With the first line below as the start and the line containing "pub const CONFIG_ENV: &str" as the end, copy every line between them exactly, ends included.

[Stored entries]

----------

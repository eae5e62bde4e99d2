//! Startup configuration loading.

use crate::catalog::demo_config;
use lc_gateway::domain::config::ConfigError;
use lc_gateway::GatewayConfig;
use std::path::Path;
use tracing::{info, warn};

/// Environment variable naming the JSON config file
pub const CONFIG_ENV: &str = "LC_CONFIG";

/// Load from `LC_CONFIG`, apply env overrides and validate.
///
/// Without `LC_CONFIG`, or when the named file does not exist, the demo
/// configuration is used.
pub fn load_config() -> Result<GatewayConfig, ConfigError> {
    let path = std::env::var(CONFIG_ENV).ok();
    load_config_from(path.as_deref().map(Path::new))
}

pub fn load_config_from(path: Option<&Path>) -> Result<GatewayConfig, ConfigError> {
    let mut config = match path {
        Some(path) if path.exists() => {
            info!(path = %path.display(), "Loading configuration");
            GatewayConfig::from_file(path)?
        }
        Some(path) => {
            warn!(path = %path.display(), "Config file not found, using defaults");
            demo_config()
        }
        None => demo_config(),
    };

    config.apply_env()?;
    config.validate()?;
    Ok(config)
}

----------

-- Exercise answer --
repository eae5e62bde4e99d2
//! Startup configuration loading.

use crate::catalog::demo_config;
use lc_gateway::domain::config::ConfigError;
use lc_gateway::GatewayConfig;
use std::path::Path;
use tracing::{info, warn};

/// Environment variable naming the JSON config file
pub const CONFIG_ENV: &str = "LC_CONFIG";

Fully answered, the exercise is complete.